Am Di., 16. Apr. 2019 um 23:45 Uhr schrieb Aaron Hill
:


 On 2019-04-16 10:37 am, Thomas Morley wrote:
 > Am Mo., 15. Apr. 2019 um 19:26 Uhr schrieb Lukas-Fabian Moser
 > :
 >>
 >> Folks,
 >>
 >> in
 >> https://archiv.lilypondforum.de/index.php?topic=1744.msg9669#msg9669,
 >> Harm invented a truly wonderful new feature allowing to add an arrow
 >> head to the right end of a Slur (or, for that matter, a Tie,
 >> PhrasingSlur etc.). I reproduce it here with only trivial changes
 >> (mainly omitting parser/location).
 >>
 >> Now I also need slurs with arrows pointing to the left (and ideally,
 >> also the option to have an arrow tip at both ends of the Slur). At
 >> first
 >> glance the asymmetry favoring the right hand side of a Slur seems to
 >> be
 >> hard-coded pretty deeply in Harm's code. Is there a cheap way to add a
 >> choice of "left or right end" (if not even the "or/and" possibility)?
 >>
 >> Best
 >> Lukas
 >
 > Hi Lukas,
 >
 > I started to implement the functionality, finally I more or less
 > rewrote anything.
 > As David K once said: rewriting all means at least knowing where the
 > bugs are...

 Harm,

 There is an annoying optical issue where using the angle of the curve at
 the end points does not work well for an arrow head that partially
 overlaps the curve.  Instead, one needs to consider the slope of the
 curve a little inwards from the ends so that the arrow appears to be
 aligned properly.

 I took a stab at patching your code to address this.  This involved some
 additional computational work for various metrics of a Bezier curve.
 See the attached files.

 Among the things I changed is that the code that adds the arrows to the
 ends of the curve no longer applies an offset.  This offset was strictly
 horizontal which did not work well for more heavily rotated arrows.
 Instead, the offset is done within the code that computes and rotates
 the arrow, so that the center of rotation is properly defined.


Hi Aaron,

meanwhile I think I understand more about Beziers, many thanks for
your and David's explanations.
Also, I looked entirely through your code and probably understood how
you do things.

As already said I stumbled across some procedures being called over
and over, also I asked myself why we need the entire length of the
Bezier, if we are interested only in a short part at start/end.
So I wrote a procedure (relying on `split-bezierĀ“ from
bezier-tools.scm), where the Bezier is splitted, i.e. two sets of new
control-points are returned.
For those new control-points the direct line between first and last
point is calculated. If this is lower than a certain treshold, we have
control-points for a Bezier where we can calculate the angle,
otherwise it continues to recurse until the goal is reached. Relying
on start/end of the original Bezier it's first or last of the new
points, which now can serve for calculating the angle.

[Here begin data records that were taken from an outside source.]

//! Grid encoding: lat/lon arrays to flat identifier arrays.
//!
//! The encoder walks a pair of co-shaped row-major grids and emits one
//! identifier per element, preserving flat position. Fill elements map to a
//! fill identifier instead of a mesh node. Work splits by row blocks when
//! more than one worker is requested; reassembly is by chunk index, so the
//! output never depends on completion order.

use crate::error::CoverError;
use crate::executor::ChunkExecutor;
use crate::grid::{row_chunks, GridRef};
use crate::mesh;
use crate::sid::{SpatialId, MAX_LEVEL};
use glam::DVec3;
use std::f64::consts::FRAC_PI_2;
use std::ops::Range;

/// Default rows per encode chunk. Large enough that dispatch overhead is
/// noise next to the per-element trigonometry.
pub const DEFAULT_CHUNK_ROWS: usize = 500;

/// How the embedded resolution level is chosen per element.
#[derive(Debug, Clone, Copy, PartialEq, Eq)]
pub enum ResolutionPolicy {
    /// Embed the given level in every identifier.
    Fixed(u8),
    /// Per element, embed the coarsest level whose cell size does not exceed
    /// the angular spacing to the nearest non-fill neighbor along the row
    /// (falling back to the column, then to the finest level).
    Adaptive,
}

/// Options for [`encode_grid`].
#[derive(Debug, Clone)]
pub struct EncodeOptions {
    pub resolution: ResolutionPolicy,
    /// Coordinate value treated as "no observation" in addition to NaN.
    pub fill_in: Option<f64>,
    /// Identifier emitted for fill elements.
    pub fill_out: SpatialId,
    /// Worker threads; 1 encodes in-process without chunking.
    pub workers: usize,
    /// Rows per chunk when `workers > 1`.
    pub chunk_rows: usize,
}

impl Default for EncodeOptions {
    fn default() -> Self {
        EncodeOptions {
            resolution: ResolutionPolicy::Adaptive,
            fill_in: None,
            fill_out: SpatialId::FILL,
            workers: 1,
            chunk_rows: DEFAULT_CHUNK_ROWS,
        }
    }
}

/// Encode co-shaped latitude/longitude grids into one identifier per
/// element, in row-major order.
///
/// The output always has `rows * cols` entries: fill elements (NaN or
/// `fill_in` in either coordinate) occupy their position as
/// `opts.fill_out`. Shapes and parallelism are validated before any work
/// runs.
pub fn encode_grid(
    lat: GridRef<'_>,
    lon: GridRef<'_>,
    opts: &EncodeOptions,
) -> Result<Vec<SpatialId>, CoverError> {
    if lat.shape() != lon.shape() {
        return Err(CoverError::ShapeMismatch {
            lat: lat.shape(),
            lon: lon.shape(),
        });
    }
    if opts.workers == 0 || opts.chunk_rows == 0 {
        return Err(CoverError::InvalidParallelism {
            workers: opts.workers,
            chunks: opts.chunk_rows,
        });
    }
    if let ResolutionPolicy::Fixed(level) = opts.resolution {
        if level > MAX_LEVEL {
            return Err(CoverError::InvalidResolution(level));
        }
    }
    if lat.is_empty() {
        return Ok(Vec::new());
    }

    if opts.workers == 1 {
        let mut out = Vec::with_capacity(lat.len());
        encode_rows(lat, lon, 0..lat.rows(), opts, &mut out);
        return Ok(out);
    }

    // Workers share the full grids read-only; each encodes its own row
    // range. Adaptive spacing may look outside the range (column fallback),
    // so results are identical to the serial pass.
    let chunks = row_chunks(lat.rows(), opts.chunk_rows);
    let executor = ChunkExecutor::for_workers(opts.workers);
    let parts = executor.run(chunks, |(start, end)| {
        let mut part = Vec::with_capacity((end - start) * lat.cols());
        encode_rows(lat, lon, start..end, opts, &mut part);
        part
    })?;

    let mut out = Vec::with_capacity(lat.len());
    for part in parts {
        out.extend(part);
    }
    debug_assert_eq!(out.len(), lat.len());
    Ok(out)
}

fn encode_rows(
    lat: GridRef<'_>,
    lon: GridRef<'_>,
    rows: Range<usize>,
    opts: &EncodeOptions,
    out: &mut Vec<SpatialId>,
) {
    for row in rows {
        for col in 0..lat.cols() {
            let (la, lo) = (lat.get(row, col), lon.get(row, col));
            if is_fill(la, opts.fill_in) || is_fill(lo, opts.fill_in) {
                out.push(opts.fill_out);
                continue;
            }
            let level = match opts.resolution {
                ResolutionPolicy::Fixed(level) => level,
                ResolutionPolicy::Adaptive => adaptive_level(lat, lon, row, col, opts.fill_in),
            };
            out.push(mesh::encode(la, lo, level));
        }
    }
}

#[inline]
fn is_fill(v: f64, fill_in: Option<f64>) -> bool {
    v.is_nan() || fill_in.is_some_and(|f| v == f)
}

#[inline]
fn unit_at(
    lat: GridRef<'_>,
    lon: GridRef<'_>,
    row: usize,
    col: usize,
    fill_in: Option<f64>,
) -> Option<DVec3> {
    let (la, lo) = (lat.get(row, col), lon.get(row, col));
    if is_fill(la, fill_in) || is_fill(lo, fill_in) {
        None
    } else {
        Some(mesh::geodetic_to_unit(la, lo))
    }
}

/// Level for one non-fill element under the adaptive policy.
fn adaptive_level(
    lat: GridRef<'_>,
    lon: GridRef<'_>,
    row: usize,
    col: usize,
    fill_in: Option<f64>,
) -> u8 {
    let here = mesh::geodetic_to_unit(lat.get(row, col), lon.get(row, col));
    let spacing = row_neighbor_spacing(lat, lon, here, row, col, fill_in)
        .or_else(|| col_neighbor_spacing(lat, lon, here, row, col, fill_in));
    match spacing {
        Some(s) => level_for_spacing(s),
        None => MAX_LEVEL,
    }
}

/// Angular distance to the nearest non-fill element in the same row.
fn row_neighbor_spacing(
    lat: GridRef<'_>,
    lon: GridRef<'_>,
    here: DVec3,
    row: usize,
    col: usize,
    fill_in: Option<f64>,
) -> Option<f64> {
    for step in 1..lat.cols() {
        if col + step < lat.cols() {
            if let Some(p) = unit_at(lat, lon, row, col + step, fill_in) {
                return Some(angular_distance(here, p));
            }
        }
        if step <= col {
            if let Some(p) = unit_at(lat, lon, row, col - step, fill_in) {
                return Some(angular_distance(here, p));
            }
        }
    }
    None
}

/// Angular distance to the nearest non-fill element in the same column.
fn col_neighbor_spacing(
    lat: GridRef<'_>,
    lon: GridRef<'_>,
    here: DVec3,
    row: usize,
    col: usize,
    fill_in: Option<f64>,
) -> Option<f64> {
    for step in 1..lat.rows() {
        if row + step < lat.rows() {
            if let Some(p) = unit_at(lat, lon, row + step, col, fill_in) {
                return Some(angular_distance(here, p));
            }
        }
        if step <= row {
            if let Some(p) = unit_at(lat, lon, row - step, col, fill_in) {
                return Some(angular_distance(here, p));
            }
        }
    }
    None
}

/// Well-conditioned angle between unit vectors, radians in [0, pi].
#[inline]
fn angular_distance(a: DVec3, b: DVec3) -> f64 {
    a.cross(b).length().atan2(a.dot(b))
}

/// Coarsest level whose cell angular size does not exceed `spacing`.
///
/// A face spans roughly a quarter turn, halving per level, so the cell size
/// at level `L` is about `FRAC_PI_2 / 2^L`.
fn level_for_spacing(spacing: f64) -> u8 {
    if !spacing.is_finite() || spacing <= 0.0 {
        return MAX_LEVEL;
    }
    if spacing >= FRAC_PI_2 {
        return 0;
    }
    let level = (FRAC_PI_2 / spacing).log2().ceil();
    if level >= MAX_LEVEL as f64 {
        MAX_LEVEL
    } else {
        level as u8
    }
}
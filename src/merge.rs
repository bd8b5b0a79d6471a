//! Merge raw identifier batches into deduplicated sets or minimal covers.
//!
//! `merge` is the coordinating entry point: normalize and deduplicate,
//! then optionally dissolve, either in one pass or split across chunks.
//! Chunked dissolve cannot see sibling cells that land in different
//! chunks, so a final whole-set dissolve always follows the per-chunk
//! passes; skipping it would leave a correct but non-minimal cover.

use crate::dissolve::{dissolve_sorted, normalized_unique};
use crate::error::CoverError;
use crate::executor::ChunkExecutor;
use crate::sid::SpatialId;

/// Options for [`merge`].
#[derive(Debug, Clone)]
pub struct MergeOptions {
    /// When false, stop after normalize + dedup (no cover minimization).
    pub dissolve: bool,
    /// Worker threads for the chunked dissolve; 1 stays in-process.
    pub workers: usize,
    /// Chunk count for the dissolve split; 1 means "one chunk per worker".
    pub chunks: usize,
}

impl Default for MergeOptions {
    fn default() -> Self {
        MergeOptions {
            dissolve: true,
            workers: 1,
            chunks: 1,
        }
    }
}

/// Deduplicate raw identifiers and, unless disabled, dissolve them into
/// the minimal equivalent cover.
///
/// Fill and invalid entries are dropped during normalization. The result
/// is sorted, canonical, and independent of worker count, chunk count,
/// and input order. `workers` and `chunks` must both be at least 1;
/// requesting more workers than chunks is honored as given.
pub fn merge(sids: &[SpatialId], opts: &MergeOptions) -> Result<Vec<SpatialId>, CoverError> {
    if opts.workers == 0 || opts.chunks == 0 {
        return Err(CoverError::InvalidParallelism {
            workers: opts.workers,
            chunks: opts.chunks,
        });
    }
    let unique = normalized_unique(sids);
    if !opts.dissolve {
        return Ok(unique);
    }
    if opts.workers == 1 && opts.chunks == 1 {
        return Ok(dissolve_sorted(&unique));
    }

    let parts = if opts.chunks > 1 {
        opts.chunks
    } else {
        opts.workers
    };
    let chunk_len = unique.len().div_ceil(parts).max(1);
    let chunks: Vec<&[SpatialId]> = unique.chunks(chunk_len).collect();
    let executor = ChunkExecutor::for_workers(opts.workers);
    let partial = executor.run(chunks, dissolve_sorted)?;

    let mut combined: Vec<SpatialId> = partial.into_iter().flatten().collect();
    combined.sort_unstable();
    combined.dedup();
    // Repairs merges that straddle a chunk boundary.
    Ok(dissolve_sorted(&combined))
}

Function-calls are drastically reduced, performance time is reduced
and code simplified imho.

One thing I noticed are not so nice printed arrows for short Beziers
like Repeat/LaissezVibrerTie.
Likely due to the width of the arrowhead, _within_ this width the
Bezier is "too active", so to speak.


In general I've found your function to calculate a point on the Bezier
and to calculate an angle at a certain point of the Bezier _very_
helpful.
What do you think adding it to bezier-tools.scm?

Attached the newest code.

WYT?

Thanks,
  Harm

@ Lukas
Up to now I didn't tackle the arrow-left/right LEFT/RIGHT thing, I
first wanted to fight my way through the code for Beziers.